# WORK TASK:
Start to finish, repeat the records exactly.
╔══
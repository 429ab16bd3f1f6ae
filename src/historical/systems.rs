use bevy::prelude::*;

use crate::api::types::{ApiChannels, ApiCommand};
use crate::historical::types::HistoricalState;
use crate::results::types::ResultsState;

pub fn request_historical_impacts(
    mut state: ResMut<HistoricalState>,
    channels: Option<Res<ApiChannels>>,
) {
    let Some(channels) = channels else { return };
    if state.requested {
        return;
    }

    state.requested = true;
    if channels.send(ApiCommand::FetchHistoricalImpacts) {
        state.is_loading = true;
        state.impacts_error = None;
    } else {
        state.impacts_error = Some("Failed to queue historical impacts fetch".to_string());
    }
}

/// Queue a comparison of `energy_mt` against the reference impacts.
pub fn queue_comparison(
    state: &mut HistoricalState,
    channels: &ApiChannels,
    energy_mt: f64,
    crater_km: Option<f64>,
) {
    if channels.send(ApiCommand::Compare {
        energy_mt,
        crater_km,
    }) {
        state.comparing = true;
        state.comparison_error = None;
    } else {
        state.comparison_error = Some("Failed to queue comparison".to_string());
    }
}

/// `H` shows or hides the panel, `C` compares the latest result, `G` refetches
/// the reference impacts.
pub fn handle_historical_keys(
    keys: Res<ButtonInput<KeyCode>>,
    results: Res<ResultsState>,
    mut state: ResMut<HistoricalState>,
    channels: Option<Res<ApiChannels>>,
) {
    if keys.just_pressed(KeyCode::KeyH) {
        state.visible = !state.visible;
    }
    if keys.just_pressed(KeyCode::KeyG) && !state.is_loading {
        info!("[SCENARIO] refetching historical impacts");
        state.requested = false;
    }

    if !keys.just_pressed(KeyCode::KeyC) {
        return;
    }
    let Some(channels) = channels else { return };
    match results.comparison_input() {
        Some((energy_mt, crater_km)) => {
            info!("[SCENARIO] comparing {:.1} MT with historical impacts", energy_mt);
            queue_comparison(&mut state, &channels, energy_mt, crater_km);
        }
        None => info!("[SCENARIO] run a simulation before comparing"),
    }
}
╚══
# RESULT FOR THIS TASK:
repository 429ab16bd3f1f6ae
filename src/historical/systems.rs
use bevy::prelude::*;

use crate::api::types::{ApiChannels, ApiCommand};
use crate::historical::types::HistoricalState;
use crate::results::types::ResultsState;

pub fn request_historical_impacts(
    mut state: ResMut<HistoricalState>,
    channels: Option<Res<ApiChannels>>,
) {
    let Some(channels) = channels else { return };
    if state.requested {
        return;
    }

    state.requested = true;
    if channels.send(ApiCommand::FetchHistoricalImpacts) {
        state.is_loading = true;
        state.impacts_error = None;
    } else {
        state.impacts_error = Some("Failed to queue historical impacts fetch".to_string());
    }
}

/// Queue a comparison of `energy_mt` against the reference impacts.
pub fn queue_comparison(
    state: &mut HistoricalState,
    channels: &ApiChannels,
    energy_mt: f64,
    crater_km: Option<f64>,
) {
    if channels.send(ApiCommand::Compare {
        energy_mt,
        crater_km,
    }) {
        state.comparing = true;
        state.comparison_error = None;
    } else {
        state.comparison_error = Some("Failed to queue comparison".to_string());
    }
}

/// `H` shows or hides the panel, `C` compares the latest result, `G` refetches
/// the reference impacts.
pub fn handle_historical_keys(
    keys: Res<ButtonInput<KeyCode>>,
    results: Res<ResultsState>,
    mut state: ResMut<HistoricalState>,
    channels: Option<Res<ApiChannels>>,
) {
    if keys.just_pressed(KeyCode::KeyH) {
        state.visible = !state.visible;
    }
    if keys.just_pressed(KeyCode::KeyG) && !state.is_loading {
        info!("[SCENARIO] refetching historical impacts");
        state.requested = false;
    }

    if !keys.just_pressed(KeyCode::KeyC) {
        return;
    }
    let Some(channels) = channels else { return };
    match results.comparison_input() {
        Some((energy_mt, crater_km)) => {
            info!("[SCENARIO] comparing {:.1} MT with historical impacts", energy_mt);
            queue_comparison(&mut state, &channels, energy_mt, crater_km);
        }
        None => info!("[SCENARIO] run a simulation before comparing"),
    }
}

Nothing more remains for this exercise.